## TASK PROMPT
For this exercise, please find the lines in the entries that include the word "Duration" and copy them.

***** SOURCE DATA *****

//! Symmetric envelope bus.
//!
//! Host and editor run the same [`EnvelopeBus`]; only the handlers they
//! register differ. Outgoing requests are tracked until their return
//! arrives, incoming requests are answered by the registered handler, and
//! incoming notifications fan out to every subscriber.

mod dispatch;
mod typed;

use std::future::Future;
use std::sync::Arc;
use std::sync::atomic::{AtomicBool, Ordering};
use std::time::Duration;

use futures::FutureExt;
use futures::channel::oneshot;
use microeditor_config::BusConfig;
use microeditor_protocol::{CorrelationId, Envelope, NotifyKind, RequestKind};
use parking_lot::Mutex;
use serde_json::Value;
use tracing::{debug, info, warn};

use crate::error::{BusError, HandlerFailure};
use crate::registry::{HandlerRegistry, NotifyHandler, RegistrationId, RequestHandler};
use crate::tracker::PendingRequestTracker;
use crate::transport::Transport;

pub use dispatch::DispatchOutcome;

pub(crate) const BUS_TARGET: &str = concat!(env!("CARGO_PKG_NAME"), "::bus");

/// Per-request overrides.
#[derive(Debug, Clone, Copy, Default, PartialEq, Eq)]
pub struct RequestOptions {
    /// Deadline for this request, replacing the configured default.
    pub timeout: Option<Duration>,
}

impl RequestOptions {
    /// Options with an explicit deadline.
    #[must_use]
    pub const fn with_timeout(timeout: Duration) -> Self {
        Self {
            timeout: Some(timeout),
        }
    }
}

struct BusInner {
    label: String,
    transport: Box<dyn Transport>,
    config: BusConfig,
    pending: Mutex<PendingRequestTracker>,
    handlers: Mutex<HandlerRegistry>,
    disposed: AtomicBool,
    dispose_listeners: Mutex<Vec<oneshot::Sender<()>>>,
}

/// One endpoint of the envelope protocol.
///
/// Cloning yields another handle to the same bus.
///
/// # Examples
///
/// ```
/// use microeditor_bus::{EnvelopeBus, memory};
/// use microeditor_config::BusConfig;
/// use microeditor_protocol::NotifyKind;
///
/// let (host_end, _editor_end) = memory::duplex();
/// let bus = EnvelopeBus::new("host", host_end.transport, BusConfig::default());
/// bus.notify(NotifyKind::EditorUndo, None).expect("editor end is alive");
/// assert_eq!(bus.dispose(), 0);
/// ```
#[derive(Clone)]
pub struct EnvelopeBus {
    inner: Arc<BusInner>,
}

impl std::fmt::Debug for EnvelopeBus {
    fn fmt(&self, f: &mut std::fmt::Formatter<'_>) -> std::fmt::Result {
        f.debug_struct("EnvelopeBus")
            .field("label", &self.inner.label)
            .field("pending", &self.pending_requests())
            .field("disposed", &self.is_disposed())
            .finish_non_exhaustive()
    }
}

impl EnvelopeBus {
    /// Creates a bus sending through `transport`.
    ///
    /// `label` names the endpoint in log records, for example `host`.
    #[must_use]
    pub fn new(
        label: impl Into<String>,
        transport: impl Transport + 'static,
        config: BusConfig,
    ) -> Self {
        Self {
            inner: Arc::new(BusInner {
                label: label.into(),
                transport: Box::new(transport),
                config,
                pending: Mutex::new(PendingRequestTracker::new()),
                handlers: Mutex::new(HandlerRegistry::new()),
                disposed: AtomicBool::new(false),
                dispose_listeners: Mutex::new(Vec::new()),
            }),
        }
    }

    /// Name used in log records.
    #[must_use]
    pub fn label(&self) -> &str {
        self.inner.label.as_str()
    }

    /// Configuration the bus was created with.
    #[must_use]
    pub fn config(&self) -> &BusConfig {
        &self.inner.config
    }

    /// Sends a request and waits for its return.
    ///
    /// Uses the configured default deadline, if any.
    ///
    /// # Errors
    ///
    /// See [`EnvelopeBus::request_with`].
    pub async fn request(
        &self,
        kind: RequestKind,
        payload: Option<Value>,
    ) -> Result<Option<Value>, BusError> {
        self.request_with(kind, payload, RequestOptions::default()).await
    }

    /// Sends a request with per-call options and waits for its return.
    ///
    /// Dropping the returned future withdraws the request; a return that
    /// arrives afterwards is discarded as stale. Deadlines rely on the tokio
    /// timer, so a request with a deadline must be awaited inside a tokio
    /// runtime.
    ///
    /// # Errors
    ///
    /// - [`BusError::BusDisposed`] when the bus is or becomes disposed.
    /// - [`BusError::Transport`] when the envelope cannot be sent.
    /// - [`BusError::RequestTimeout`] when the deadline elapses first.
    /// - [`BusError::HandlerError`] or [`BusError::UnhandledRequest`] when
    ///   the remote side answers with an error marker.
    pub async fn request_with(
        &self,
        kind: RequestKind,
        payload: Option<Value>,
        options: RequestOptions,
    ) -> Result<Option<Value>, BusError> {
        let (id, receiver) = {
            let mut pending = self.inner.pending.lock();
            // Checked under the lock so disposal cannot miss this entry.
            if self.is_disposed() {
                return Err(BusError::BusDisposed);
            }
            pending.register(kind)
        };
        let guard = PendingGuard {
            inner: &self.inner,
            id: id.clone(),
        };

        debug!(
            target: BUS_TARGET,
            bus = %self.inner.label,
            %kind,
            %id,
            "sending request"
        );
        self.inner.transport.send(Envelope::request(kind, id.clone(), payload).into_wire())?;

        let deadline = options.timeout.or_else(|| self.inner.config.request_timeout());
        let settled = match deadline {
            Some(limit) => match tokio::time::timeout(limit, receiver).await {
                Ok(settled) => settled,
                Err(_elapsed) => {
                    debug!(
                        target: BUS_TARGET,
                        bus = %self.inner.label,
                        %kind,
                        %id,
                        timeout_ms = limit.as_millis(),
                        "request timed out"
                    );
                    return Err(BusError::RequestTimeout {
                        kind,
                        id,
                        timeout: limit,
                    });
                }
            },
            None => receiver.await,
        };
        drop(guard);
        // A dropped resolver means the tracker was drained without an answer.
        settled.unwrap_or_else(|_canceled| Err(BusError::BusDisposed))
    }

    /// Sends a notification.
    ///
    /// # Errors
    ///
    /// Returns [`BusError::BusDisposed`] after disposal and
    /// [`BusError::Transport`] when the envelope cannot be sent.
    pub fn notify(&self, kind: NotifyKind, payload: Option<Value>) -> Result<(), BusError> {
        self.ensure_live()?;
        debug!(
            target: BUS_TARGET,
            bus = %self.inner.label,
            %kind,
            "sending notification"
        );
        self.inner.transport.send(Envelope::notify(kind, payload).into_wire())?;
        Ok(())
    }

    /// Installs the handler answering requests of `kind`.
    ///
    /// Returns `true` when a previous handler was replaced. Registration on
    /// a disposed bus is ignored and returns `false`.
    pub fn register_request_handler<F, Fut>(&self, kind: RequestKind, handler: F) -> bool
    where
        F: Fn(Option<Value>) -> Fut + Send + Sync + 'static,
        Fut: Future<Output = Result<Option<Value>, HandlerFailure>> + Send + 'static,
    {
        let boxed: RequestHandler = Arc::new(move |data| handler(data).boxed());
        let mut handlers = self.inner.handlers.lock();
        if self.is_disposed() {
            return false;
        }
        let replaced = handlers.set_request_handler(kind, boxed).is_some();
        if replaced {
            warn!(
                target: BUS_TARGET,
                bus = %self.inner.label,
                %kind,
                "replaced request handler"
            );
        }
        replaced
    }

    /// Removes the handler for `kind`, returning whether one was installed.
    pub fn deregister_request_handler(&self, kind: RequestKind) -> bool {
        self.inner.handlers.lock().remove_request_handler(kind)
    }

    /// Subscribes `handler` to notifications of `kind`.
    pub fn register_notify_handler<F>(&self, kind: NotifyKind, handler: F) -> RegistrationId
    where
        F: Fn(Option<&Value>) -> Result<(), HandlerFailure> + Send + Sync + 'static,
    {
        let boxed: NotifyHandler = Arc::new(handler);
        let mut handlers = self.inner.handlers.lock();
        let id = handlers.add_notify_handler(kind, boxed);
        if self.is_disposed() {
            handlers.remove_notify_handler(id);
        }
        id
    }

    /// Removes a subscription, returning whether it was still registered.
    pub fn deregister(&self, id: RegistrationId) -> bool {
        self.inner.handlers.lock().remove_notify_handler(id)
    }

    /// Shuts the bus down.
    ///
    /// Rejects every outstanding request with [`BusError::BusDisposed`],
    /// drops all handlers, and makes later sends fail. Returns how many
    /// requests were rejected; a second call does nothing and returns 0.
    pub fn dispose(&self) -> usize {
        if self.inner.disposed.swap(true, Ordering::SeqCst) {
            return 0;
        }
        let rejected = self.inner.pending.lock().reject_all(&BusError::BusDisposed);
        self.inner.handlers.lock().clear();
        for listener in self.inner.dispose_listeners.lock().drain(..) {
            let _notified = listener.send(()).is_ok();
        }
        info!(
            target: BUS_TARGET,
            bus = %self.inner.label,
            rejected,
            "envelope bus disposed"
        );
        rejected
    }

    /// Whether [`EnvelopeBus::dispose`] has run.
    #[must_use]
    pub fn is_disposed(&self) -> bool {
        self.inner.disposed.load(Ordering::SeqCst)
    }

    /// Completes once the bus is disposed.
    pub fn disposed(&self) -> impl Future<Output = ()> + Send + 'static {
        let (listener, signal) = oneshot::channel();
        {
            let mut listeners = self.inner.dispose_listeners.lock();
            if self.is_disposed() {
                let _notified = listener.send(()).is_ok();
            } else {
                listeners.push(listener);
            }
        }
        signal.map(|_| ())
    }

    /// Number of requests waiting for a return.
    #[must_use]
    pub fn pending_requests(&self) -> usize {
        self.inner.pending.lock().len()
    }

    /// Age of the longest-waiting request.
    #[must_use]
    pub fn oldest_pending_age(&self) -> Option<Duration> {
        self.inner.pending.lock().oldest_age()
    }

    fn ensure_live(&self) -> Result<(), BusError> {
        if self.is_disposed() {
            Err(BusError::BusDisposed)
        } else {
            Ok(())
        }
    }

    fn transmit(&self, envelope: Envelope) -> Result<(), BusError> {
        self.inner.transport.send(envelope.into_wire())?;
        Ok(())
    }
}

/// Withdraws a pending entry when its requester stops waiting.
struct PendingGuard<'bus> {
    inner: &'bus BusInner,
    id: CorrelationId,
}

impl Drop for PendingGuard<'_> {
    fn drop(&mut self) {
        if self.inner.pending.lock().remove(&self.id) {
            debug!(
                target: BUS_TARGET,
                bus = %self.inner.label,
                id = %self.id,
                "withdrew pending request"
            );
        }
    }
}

*****

## SOLUTION BELOW
use std::time::Duration;
    pub timeout: Option<Duration>,
    pub const fn with_timeout(timeout: Duration) -> Self {
    pub fn oldest_pending_age(&self) -> Option<Duration> {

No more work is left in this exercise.